On Thursday they brought that protest to the streets of New York City.
Nearly 1,000 miners have been on strike against the coal company in Alabama since April 1, after union members voted down a contract they say does not make up for lost income they incurred in their previous contract from 2016.
“These workers have had enough of this,” said Cecil Roberts, president of the United Mine Workers of America, who was among those arrested Thursday at the rally. “We’re not asking for something outrageous. We’re not wanting to be millionaires or anything like that. They’re basically wanting to get back to where they were five years ago.”
Several dozen workers were bused in from the Alabama picket line. One of them is third-generation coal miner Brian Kelly, who was also arrested Thursday.
“I’m on strike for my family and for my brothers and sisters in the mines. We go down there, it’s a dangerous job, put your life on the line,” said Kelly. The mines reach 2,000 feet underground, making them the deepest coal mines in North America, according to the union.
“We love our jobs, but we’re not getting any respect, we’re not getting any time off — we get Thanksgiving off, Christmas Eve and Christmas as far as holidays — the rest of the holidays we have to work while our families are celebrating holidays,” Kelly said.
Workers flexing muscle
On Wednesday 3,000 student workers at Columbia University in New York City, including graduate students working as instructors, went on strike.
The Warrior Met Coal strike has halted operations at one of the two mines the company operates in Alabama, and has limited operations at the other. But the company continues to extract coal at one of the mines using management staff and 200 hourly workers who are willing to cross picket lines and report to work.
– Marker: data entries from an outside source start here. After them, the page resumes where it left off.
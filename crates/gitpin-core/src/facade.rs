//! C8: the entry point consumed by the outer system. Recognizes a
//! specifier, constructs a session, and produces a [`Manifest`].

use std::path::Path;

use percent_encoding::percent_decode_str;
use serde_json::{Map, Value};
use tracing::info;

use gitpin_types::{GitUrl, Protocol};

use crate::capability::has_archive_capability;
use crate::config::Config;
use crate::error::GitpinError;
use crate::manifest::{Manifest, RemoteInfo};
use crate::process::GitRunner;
use crate::recognize::{is_git_pattern, normalize};
use crate::session::Session;

/// A previously-resolved lockfile entry, replayed unchanged when present.
/// An idempotent short circuit so a repeat resolve doesn't re-hit the
/// network for a specifier already pinned in a lockfile.
pub trait LockfileEntry {
    fn git_manifest_for(&self, specifier: &str) -> Option<Manifest>;
}

/// No-op lockfile: always misses. Callers that don't have a lockfile layer
/// can pass `&NoLockfile` to [`resolve`].
pub struct NoLockfile;

impl LockfileEntry for NoLockfile {
    fn git_manifest_for(&self, _specifier: &str) -> Option<Manifest> {
        None
    }
}

/// Resolves `specifier` against `registry_filenames` (tried in order, first
/// hit wins) and returns a decorated [`Manifest`].
pub async fn resolve(
    specifier: &str,
    registry_filenames: &[&str],
    config: &Config,
    lockfile: &dyn LockfileEntry,
) -> Result<Manifest, GitpinError> {
    if let Some(manifest) = lockfile.git_manifest_for(specifier) {
        return Ok(manifest);
    }

    if !is_git_pattern(specifier) {
        return Err(GitpinError::Validation(specifier.to_string()));
    }

    let (git_url, user_hash) = normalize(specifier)?;
    let git_url = apply_hosted_fast_path(&git_url, config).await?;

    resolve_normalized(git_url, user_hash, registry_filenames, config).await
}

/// The "HostedGit" fast-path: if the remote's SSH form supports server-side
/// `git archive`, rewrite to that SSH URL up front so the plain resolver
/// below never has to clone. Only applies to specifiers that recognized a
/// known hosted provider; everything else passes through unchanged.
async fn apply_hosted_fast_path(git_url: &GitUrl, config: &Config) -> Result<GitUrl, GitpinError> {
    if config.offline {
        return Ok(git_url.clone());
    }

    let Some(hosted) = &git_url.hosted_git else {
        return Ok(git_url.clone());
    };

    let ssh_repository = format!(
        "ssh://git@{}/{}/{}.git",
        hosted.provider.default_host(),
        hosted.fragment.user,
        hosted.fragment.repo,
    );
    let ssh_url = GitUrl {
        protocol: Protocol::Ssh,
        hostname: Some(hosted.provider.default_host().to_string()),
        repository: ssh_repository,
        hosted_git: Some(hosted.clone()),
    };

    let runner = match config.ssh_command() {
        Some(command) => GitRunner::with_ssh_command(command),
        None => GitRunner::new(),
    };
    let now = std::time::SystemTime::now()
        .duration_since(std::time::UNIX_EPOCH)
        .map(|d| d.as_millis() as u64)
        .unwrap_or(0);

    if has_archive_capability(&runner, &ssh_url, now).await {
        Ok(ssh_url)
    } else {
        Ok(git_url.clone())
    }
}

async fn resolve_normalized(
    git_url: GitUrl,
    user_hash: String,
    registry_filenames: &[&str],
    config: &Config,
) -> Result<Manifest, GitpinError> {
    let mut session = Session::new(config.clone(), git_url.clone(), user_hash);
    let hash = session.init().await?;
    let hash_str = hash.to_string();

    info!(repository = %git_url.repository, commit = %hash_str, "resolved git source");

    for filename in registry_filenames {
        if let Some(text) = session.get_file(filename).await? {
            let value: Value = serde_json::from_str(&text)?;
            let fields = match value {
                Value::Object(map) => map,
                other => {
                    let mut map = Map::new();
                    map.insert("value".to_string(), other);
                    map
                }
            };
            let remote = remote_info(&git_url, &hash_str, Some((*filename).to_string()));
            return Ok(Manifest::from_registry_file(fields, hash_str, remote));
        }
    }

    let name = guess_name(&git_url.repository);
    let remote = remote_info(&git_url, &hash_str, None);
    Ok(Manifest::synthesize(name, hash_str, remote))
}

fn remote_info(git_url: &GitUrl, hash: &str, registry: Option<String>) -> RemoteInfo {
    RemoteInfo {
        resolved: format!("{}#{hash}", git_url.repository),
        kind: "git".to_string(),
        reference: git_url.repository.clone(),
        hash: hash.to_string(),
        registry,
    }
}

/// Guesses a package name from a repository URL's final path segment,
/// stripping `.git` and percent-decoding.
fn guess_name(repository: &str) -> String {
    let last_segment = Path::new(repository)
        .file_name()
        .and_then(|s| s.to_str())
        .unwrap_or(repository);
    let without_git = last_segment.strip_suffix(".git").unwrap_or(last_segment);
    percent_decode_str(without_git).decode_utf8_lossy().into_owned()
}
The company’s most recent financial report shows production is down 40% in the three months ending September 30, compared to a year ago. But coal prices have more than doubled during that time, allowing Warrior Met Coal to ride out the loss of production.
The coal mined by the company is used for steel mills, not power plants. And all of its coal is shipped to overseas mills, not the US mills that still make steel out of raw materials rather than melted scrap steel.
Demand driving prices
But while it is expected that prices will fall once Australia is able to ship coal to China again, company officials say that they believe strong demand for steel worldwide means Warrior Met Coal’s profit outlook is good.
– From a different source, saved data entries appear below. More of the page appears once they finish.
//! C5: map a user-supplied version token plus a ref table to a `{sha, ref?}`
//! or the default-branch sentinel, by trying an ordered list of strategies
//! from most to least specific. `semver` is the external constraint
//! evaluator; everything else is exact lookups against the `refs` table
//! already parsed by C2.

use std::future::Future;
use std::pin::Pin;

use gitpin_types::{looks_like_commit_hash, GitOid, Refs, ResolvedSha, VersionResolution};

use crate::error::GitpinError;

/// The one strategy that can't be satisfied by the in-memory `refs` table
/// alone: resolving a commit-SHA-shaped token that isn't any known ref's
/// prefix requires asking the live repository (`git rev-list`), which may
/// first need to fetch. C7's [`crate::session::Session`] implements this;
/// tests can supply a stub.
pub trait CommitResolver {
    fn resolve_commit<'a>(
        &'a self,
        version: &'a str,
    ) -> Pin<Box<dyn Future<Output = Result<Option<GitOid>, GitpinError>> + Send + 'a>>;
}

fn tag_tail(name: &str) -> Option<&str> {
    name.strip_prefix("refs/tags/")
}

fn branch_tail(name: &str) -> Option<&str> {
    name.strip_prefix("refs/heads/")
}

fn parse_loose_semver(tail: &str) -> Option<semver::Version> {
    let stripped = tail.strip_prefix('v').unwrap_or(tail);
    semver::Version::parse(stripped).ok()
}

/// Among refs under `namespace` (`"refs/tags/"` or `"refs/heads/"`) whose
/// tail parses as loose semver and satisfies `req`, returns the highest.
fn best_semver_match(
    refs: &Refs,
    tail_of: impl Fn(&str) -> Option<&str>,
    req: &semver::VersionReq,
) -> Option<ResolvedSha> {
    refs.iter()
        .filter_map(|(name, sha)| {
            let tail = tail_of(name)?;
            let version = parse_loose_semver(tail)?;
            req.matches(&version).then_some((version, name, sha))
        })
        .max_by(|a, b| a.0.cmp(&b.0))
        .map(|(_, name, sha)| ResolvedSha {
            sha: *sha,
            reference: Some(name.clone()),
        })
}

/// Applies the C5 strategy list in order and returns the first match.
pub async fn resolve_version(
    version: &str,
    refs: &Refs,
    commit_resolver: &dyn CommitResolver,
) -> Result<VersionResolution, GitpinError> {
    let trimmed = version.trim();

    // Strategy 1: empty.
    if trimmed.is_empty() {
        return Ok(VersionResolution::DefaultBranch);
    }

    // Strategy 2: commit SHA, exact-prefix against refs first, then the
    // live repository.
    if looks_like_commit_hash(trimmed) {
        let lower = trimmed.to_ascii_lowercase();
        if let Some((name, sha)) = refs.iter().find(|(_, sha)| sha.starts_with(&lower)) {
            return Ok(VersionResolution::Resolved(ResolvedSha {
                sha: *sha,
                reference: Some(name.clone()),
            }));
        }
        if let Some(sha) = commit_resolver.resolve_commit(&lower).await? {
            return Ok(VersionResolution::Resolved(ResolvedSha {
                sha,
                reference: None,
            }));
        }
    }

    // Strategy 3: full ref path.
    if trimmed.starts_with("refs/") {
        if let Some(sha) = refs.get(trimmed) {
            return Ok(VersionResolution::Resolved(ResolvedSha {
                sha: *sha,
                reference: Some(trimmed.to_string()),
            }));
        }
    }

    // Strategy 4: tag name.
    let tag_ref = format!("refs/tags/{trimmed}");
    if let Some(sha) = refs.get(&tag_ref) {
        return Ok(VersionResolution::Resolved(ResolvedSha {
            sha: *sha,
            reference: Some(tag_ref),
        }));
    }

    // Strategy 5: branch name.
    let branch_ref = format!("refs/heads/{trimmed}");
    if let Some(sha) = refs.get(&branch_ref) {
        return Ok(VersionResolution::Resolved(ResolvedSha {
            sha: *sha,
            reference: Some(branch_ref),
        }));
    }

    if let Ok(req) = semver::VersionReq::parse(trimmed) {
        // Strategy 6: semver range against tags.
        if let Some(resolved) = best_semver_match(refs, tag_tail, &req) {
            return Ok(VersionResolution::Resolved(resolved));
        }
        // Strategy 7: semver range against branches.
        if let Some(resolved) = best_semver_match(refs, branch_tail, &req) {
            return Ok(VersionResolution::Resolved(resolved));
        }
    }

    // Strategy 8: wildcard.
    if trimmed == "*" {
        return Ok(VersionResolution::DefaultBranch);
    }

    Ok(VersionResolution::NotFound)
}

#[cfg(test)]
mod tests {
    use std::str::FromStr;

    use super::*;

    struct NeverResolves;

    impl CommitResolver for NeverResolves {
        fn resolve_commit<'a>(
            &'a self,
            _version: &'a str,
        ) -> Pin<Box<dyn Future<Output = Result<Option<GitOid>, GitpinError>> + Send + 'a>> {
            Box::pin(async { Ok(None) })
        }
    }

    fn oid(hex: &str) -> GitOid {
        GitOid::from_str(hex).unwrap()
    }

    fn sample_refs() -> Refs {
        let mut refs = Refs::new();
        refs.insert(
            "refs/heads/1.1".to_string(),
            oid("aaaa11111111111111111111111111111111111a"),
        );
        refs.insert(
            "refs/tags/v1.1.0".to_string(),
            oid("bbbb22222222222222222222222222222222222b"),
        );
        refs.insert(
            "refs/tags/both".to_string(),
            oid("cccc33333333333333333333333333333333333c"),
        );
        refs.insert(
            "refs/heads/both".to_string(),
            oid("dddd44444444444444444444444444444444444d"),
        );
        refs
    }

    #[tokio::test]
    async fn tags_beat_branches_on_exact_name() {
        let refs = sample_refs();
        let resolved = resolve_version("both", &refs, &NeverResolves).await.unwrap();
        assert_eq!(
            resolved,
            VersionResolution::Resolved(ResolvedSha {
                sha: oid("cccc33333333333333333333333333333333333c"),
                reference: Some("refs/tags/both".to_string()),
            })
        );
    }

    #[tokio::test]
    async fn full_ref_path_is_exact() {
        let refs = sample_refs();
        let resolved = resolve_version("refs/heads/both", &refs, &NeverResolves)
            .await
            .unwrap();
        assert_eq!(
            resolved,
            VersionResolution::Resolved(ResolvedSha {
                sha: oid("dddd44444444444444444444444444444444444d"),
                reference: Some("refs/heads/both".to_string()),
            })
        );
    }

    #[tokio::test]
    async fn semver_range_matches_tag() {
        let refs = sample_refs();
        let resolved = resolve_version("~1.1", &refs, &NeverResolves).await.unwrap();
        assert_eq!(
            resolved,
            VersionResolution::Resolved(ResolvedSha {
                sha: oid("bbbb22222222222222222222222222222222222b"),
                reference: Some("refs/tags/v1.1.0".to_string()),
            })
        );
    }

    #[tokio::test]
    async fn wildcard_with_no_refs_is_default_branch() {
        let resolved = resolve_version("*", &Refs::new(), &NeverResolves)
            .await
            .unwrap();
        assert_eq!(resolved, VersionResolution::DefaultBranch);
    }

    #[tokio::test]
    async fn empty_is_default_branch() {
        let resolved = resolve_version("   ", &sample_refs(), &NeverResolves)
            .await
            .unwrap();
        assert_eq!(resolved, VersionResolution::DefaultBranch);
    }

    #[tokio::test]
    async fn commit_prefix_matches_ref_table_case_insensitively() {
        let refs = sample_refs();
        let resolved = resolve_version("AAAA1111", &refs, &NeverResolves)
            .await
            .unwrap();
        assert_eq!(
            resolved,
            VersionResolution::Resolved(ResolvedSha {
                sha: oid("aaaa11111111111111111111111111111111111a"),
                reference: Some("refs/heads/1.1".to_string()),
            })
        );
    }

    #[tokio::test]
    async fn unmatched_version_is_not_found() {
        let resolved = resolve_version("nonexistent", &sample_refs(), &NeverResolves)
            .await
            .unwrap();
        assert_eq!(resolved, VersionResolution::NotFound);
    }
}
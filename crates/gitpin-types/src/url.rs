use std::fmt;

/// The transport a [`GitUrl`] will be fetched over. Always rendered with its
/// trailing colon, matching the raw form `git` itself expects in a URL.
#[derive(Debug, Clone, Copy, PartialEq, Eq, Hash)]
pub enum Protocol {
    Ssh,
    Https,
    Http,
    Git,
    File,
}

impl Protocol {
    pub fn as_str(self) -> &'static str {
        match self {
            Self::Ssh => "ssh:",
            Self::Https => "https:",
            Self::Http => "http:",
            Self::Git => "git:",
            Self::File => "file:",
        }
    }

    pub fn from_scheme(scheme: &str) -> Option<Self> {
        match scheme {
            "ssh" => Some(Self::Ssh),
            "https" => Some(Self::Https),
            "http" => Some(Self::Http),
            "git" => Some(Self::Git),
            "file" => Some(Self::File),
            _ => None,
        }
    }
}

impl fmt::Display for Protocol {
    fn fmt(&self, f: &mut fmt::Formatter<'_>) -> fmt::Result {
        f.write_str(self.as_str())
    }
}

/// The three well-known hosted-git providers recognized by the shorthand and
/// alias specifier forms.
///
/// Each provider's recognized-hostname set is self-referential. A prior
/// version of this table had `gitlab`'s alias accidentally listing
/// `github.com` as its hostname; this table does not reproduce that bug.
#[derive(Debug, Clone, Copy, PartialEq, Eq, Hash)]
pub enum HostedProvider {
    GitHub,
    GitLab,
    Bitbucket,
}

impl HostedProvider {
    /// The canonical default hostname used to rebuild an HTTPS remote.
    pub fn default_host(self) -> &'static str {
        match self {
            Self::GitHub => "github.com",
            Self::GitLab => "gitlab.com",
            Self::Bitbucket => "bitbucket.org",
        }
    }

    /// All hostnames that identify this provider (including aliases).
    pub fn hostnames(self) -> &'static [&'static str] {
        match self {
            Self::GitHub => &["github.com"],
            Self::GitLab => &["gitlab.com"],
            Self::Bitbucket => &["bitbucket.org", "bitbucket.com"],
        }
    }

    pub fn from_alias(alias: &str) -> Option<Self> {
        match alias {
            "github" => Some(Self::GitHub),
            "gitlab" => Some(Self::GitLab),
            "bitbucket" => Some(Self::Bitbucket),
            _ => None,
        }
    }

    pub fn from_hostname(host: &str) -> Option<Self> {
        [Self::GitHub, Self::GitLab, Self::Bitbucket]
            .into_iter()
            .find(|provider| provider.hostnames().contains(&host))
    }
}

/// The pieces recovered from a hosted-provider specifier or alias, retained
/// across normalization so higher layers can compute HTTPS mirrors or
/// reflog URLs without re-parsing the original string.
#[derive(Debug, Clone, PartialEq, Eq, Hash)]
pub struct ExplodedFragment {
    pub user: String,
    /// Repository name with any trailing `.git` stripped.
    pub repo: String,
    /// The raw fragment after `#`, unescaped. `None` if no fragment was present.
    pub hash: Option<String>,
}

/// A hosted-provider specifier's exploded form, plus which provider it names.
#[derive(Debug, Clone, PartialEq, Eq, Hash)]
pub struct HostedGit {
    pub provider: HostedProvider,
    pub fragment: ExplodedFragment,
}

/// A specifier normalized to a concrete, `git`-addressable remote.
#[derive(Debug, Clone, PartialEq, Eq, Hash)]
pub struct GitUrl {
    pub protocol: Protocol,
    pub hostname: Option<String>,
    /// The string handed verbatim to the `git` executable.
    pub repository: String,
    pub hosted_git: Option<HostedGit>,
}

impl GitUrl {
    pub fn is_ssh_with_host(&self) -> bool {
        self.protocol == Protocol::Ssh && self.hostname.is_some()
    }
}

impl fmt::Display for GitUrl {
    fn fmt(&self, f: &mut fmt::Formatter<'_>) -> fmt::Result {
        f.write_str(&self.repository)
    }
}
“We recognize that the likelihood of pricing reset is high,” CEO Walter Scheller told investors this week. “However, when a reset does occur, we expect pricing to remain above historical averages due to the strong market fundamentals.”
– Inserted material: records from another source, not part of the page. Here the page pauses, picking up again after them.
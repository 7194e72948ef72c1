//! C1: invoke the `git` binary with a sanitized environment and stream its
//! stdout.
//!
//! Grounded on `pixi_git::git`'s `static GIT: LazyLock<Result<PathBuf, ..>>`
//! (locate the binary once via `which`) and on `uv-git`'s resolver, which
//! runs the actual git work inside `tokio::task::spawn_blocking` rather than
//! shelling out through an async process handle. The `git` CLI and the
//! `tar` crate are both synchronous, so bridging them through async I/O
//! buys nothing but complexity. Buffered and streamed invocation are kept
//! as separate entry points: [`GitRunner::run_buffered`] returns captured stdout
//! text, [`GitRunner::run_with_stdout`] hands the caller a synchronous
//! [`std::io::Read`] over the child's stdout so it can drive a `tar`
//! extractor or a hashing writer directly, without an intermediate copy.

use std::io::Read;
use std::path::{Path, PathBuf};
use std::process::{Command, Stdio};

use once_cell::sync::Lazy;
use tracing::debug;

use crate::error::GitProcessError;

static GIT_PATH: Lazy<Option<PathBuf>> = Lazy::new(|| which::which("git").ok());

/// Returns the path to the `git` executable, or `None` if it isn't on PATH.
pub fn git_path() -> Option<&'static Path> {
    GIT_PATH.as_deref()
}

fn base_command(cwd: Option<&Path>, ssh_command: Option<&str>) -> Result<Command, GitProcessError> {
    let git = git_path().ok_or_else(|| GitProcessError {
        args: "(locate)".to_string(),
        stderr: "git executable not found on PATH".to_string(),
    })?;
    let mut cmd = Command::new(git);
    // Credential prompts must never block a batch resolve.
    cmd.env("GIT_ASKPASS", "");
    cmd.env("GIT_TERMINAL_PROMPT", "0");
    cmd.env("GIT_SSH_COMMAND", ssh_command.unwrap_or("ssh -oBatchMode=yes"));
    if let Some(cwd) = cwd {
        cmd.current_dir(cwd);
    }
    Ok(cmd)
}

fn render_args(args: &[&str]) -> String {
    args.join(" ")
}

/// A handle to the `git` executable. Carries an optional `GIT_SSH_COMMAND`
/// override so a caller-supplied SSH command (e.g. a custom key path) reaches
/// every invocation without threading it through each call site.
#[derive(Debug, Default, Clone)]
pub struct GitRunner {
    ssh_command: Option<String>,
}

impl GitRunner {
    pub fn new() -> Self {
        Self::default()
    }

    pub fn with_ssh_command(ssh_command: impl Into<String>) -> Self {
        Self {
            ssh_command: Some(ssh_command.into()),
        }
    }

    /// Runs `git <args>`, awaiting process exit, and returns captured
    /// stdout as text. On nonzero exit, returns a [`GitProcessError`]
    /// carrying stderr.
    pub async fn run_buffered(
        &self,
        args: &[&str],
        cwd: Option<&Path>,
    ) -> Result<String, GitProcessError> {
        let args: Vec<String> = args.iter().map(|s| s.to_string()).collect();
        let cwd = cwd.map(Path::to_path_buf);
        let ssh_command = self.ssh_command.clone();
        let rendered = render_args(&args.iter().map(String::as_str).collect::<Vec<_>>());
        debug!(args = %rendered, "running git");

        tokio::task::spawn_blocking(move || {
            let mut cmd = base_command(cwd.as_deref(), ssh_command.as_deref())?;
            cmd.args(&args).stdout(Stdio::piped()).stderr(Stdio::piped());
            let output = cmd.output().map_err(|e| GitProcessError {
                args: args.join(" "),
                stderr: e.to_string(),
            })?;
            if !output.status.success() {
                return Err(GitProcessError {
                    args: args.join(" "),
                    stderr: String::from_utf8_lossy(&output.stderr).into_owned(),
                });
            }
            Ok(String::from_utf8_lossy(&output.stdout).into_owned())
        })
        .await
        .map_err(|e| GitProcessError {
            args: rendered.clone(),
            stderr: format!("task join error: {e}"),
        })?
    }

    /// Runs `git <args>`, and once the process is spawned, hands `consume`
    /// a synchronous reader over its stdout. `consume` must fully drain the
    /// reader; the runner then waits for process exit and checks the exit
    /// status, returning stderr on failure.
    pub async fn run_with_stdout<T, F>(
        &self,
        args: &[&str],
        cwd: Option<&Path>,
        consume: F,
    ) -> Result<T, GitProcessError>
    where
        F: FnOnce(&mut dyn Read) -> std::io::Result<T> + Send + 'static,
        T: Send + 'static,
    {
        let args: Vec<String> = args.iter().map(|s| s.to_string()).collect();
        let cwd = cwd.map(Path::to_path_buf);
        let ssh_command = self.ssh_command.clone();
        let rendered = args.join(" ");
        debug!(args = %rendered, "running git (streamed)");

        tokio::task::spawn_blocking(move || {
            let mut cmd = base_command(cwd.as_deref(), ssh_command.as_deref())?;
            cmd.args(&args)
                .stdout(Stdio::piped())
                .stderr(Stdio::piped());
            let mut child = cmd.spawn().map_err(|e| GitProcessError {
                args: args.join(" "),
                stderr: e.to_string(),
            })?;
            let mut stdout = child.stdout.take().expect("stdout was piped");

            let result = consume(&mut stdout);
            drop(stdout);

            let output = child.wait_with_output().map_err(|e| GitProcessError {
                args: args.join(" "),
                stderr: e.to_string(),
            })?;

            if !output.status.success() {
                return Err(GitProcessError {
                    args: args.join(" "),
                    stderr: String::from_utf8_lossy(&output.stderr).into_owned(),
                });
            }

            result.map_err(|e| GitProcessError {
                args: args.join(" "),
                stderr: e.to_string(),
            })
        })
        .await
        .map_err(|e| GitProcessError {
            args: rendered.clone(),
            stderr: format!("task join error: {e}"),
        })?
    }

    /// Like [`Self::run_buffered`], but returns the raw stderr alongside a
    /// boolean success flag instead of failing. Used by C4/C6 probes that
    /// treat a nonzero exit as meaningful signal rather than an error.
    pub async fn probe(&self, args: &[&str], cwd: Option<&Path>) -> ProbeResult {
        let args: Vec<String> = args.iter().map(|s| s.to_string()).collect();
        let cwd = cwd.map(Path::to_path_buf);
        let ssh_command = self.ssh_command.clone();

        let outcome = tokio::task::spawn_blocking(move || {
            let mut cmd = match base_command(cwd.as_deref(), ssh_command.as_deref()) {
                Ok(cmd) => cmd,
                Err(e) => {
                    return ProbeResult {
                        success: false,
                        stderr: e.stderr,
                    }
                }
            };
            cmd.args(&args).stdout(Stdio::null()).stderr(Stdio::piped());
            match cmd.output() {
                Ok(output) => ProbeResult {
                    success: output.status.success(),
                    stderr: String::from_utf8_lossy(&output.stderr).into_owned(),
                },
                Err(e) => ProbeResult {
                    success: false,
                    stderr: e.to_string(),
                },
            }
        })
        .await;

        outcome.unwrap_or(ProbeResult {
            success: false,
            stderr: "task join error".to_string(),
        })
    }
}

#[derive(Debug, Clone)]
pub struct ProbeResult {
    pub success: bool,
    pub stderr: String,
}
The company said that the strike has cost it $16.2 million in increased costs in the most recent quarter, not counting lost sales from reduced production from the closed mine. But it said it should be able to meet customer demands for its coal even with one of the mines shuttered.
BlackRock declined to comment on the protest. Warrior Met Coal officials defended their position on the strike, saying that it values and appreciates its employees’ hard work, but that it needs to contain costs in order to remain financially stable in a volatile coal industry.
But the company is clearly doing very well in the current market with the price for its coal at record highs. And its financial success is a key factor in the strike.
The previous owner of the mine, Walter Energy, filed for bankruptcy in 2015 due to a steep drop in price of coal. The union says it agreed to deep concessions, including reduced pay, with workers having to pay more for health insurance and cutting health benefits for 2,500 retirees, along with changes in retirement benefits in order to help the company emerge from bankruptcy. The union says the average hourly wage for workers at the mine is now $23 an hour, down $6 an hour from their pay before the bankruptcy.
Those concessions have saved the company a total of $1.1 billion since it emerged from bankruptcy through the formation of Warrior Met Coal, according to the union.
But the company said it doesn’t believe it should have to restore the pay and benefits the workers previously received.
“When the 2016 collective bargaining agreement was negotiated, no representative of Warrior Met Coal ever indicated to the union in any way that specific terms of any previous contract under which they had worked would be restored in future contracts,” said D’Andre Wright, the company’s vice president for external affairs. “Our priorities have always been keeping people employed and working safely with long-lasting careers and ensuring the company remains financially stable in a particularly volatile coal market.”
He said the company’s employees are among the top 10% of wage earners in Alabama, and that employment at the mine has tripled since 2016. That means that 60% of the current workforce were not working at the mines under the earlier, more lucrative contract, he said.
Strikers are getting union strike benefits of $400 a week, less than half of what they earned from a 40-hour week. Some are able to find temporary employment to help supplement their incomes, even if those jobs don’t pay as well as their mining jobs.
The union says a recent court order keeping strikers at least 300 yards away from the entrance to the mines constitutes an improper elimination of members’ “free speech rights and freedom of assembly.” It said that is why it is moving its protest to BlackRock’s New York offices.
Warrior Met Coal says the court order was justified by picket line violence, and posted a video showing vehicles being hit by picketers and windows being broken in buses carrying non-striking workers past the picket lines.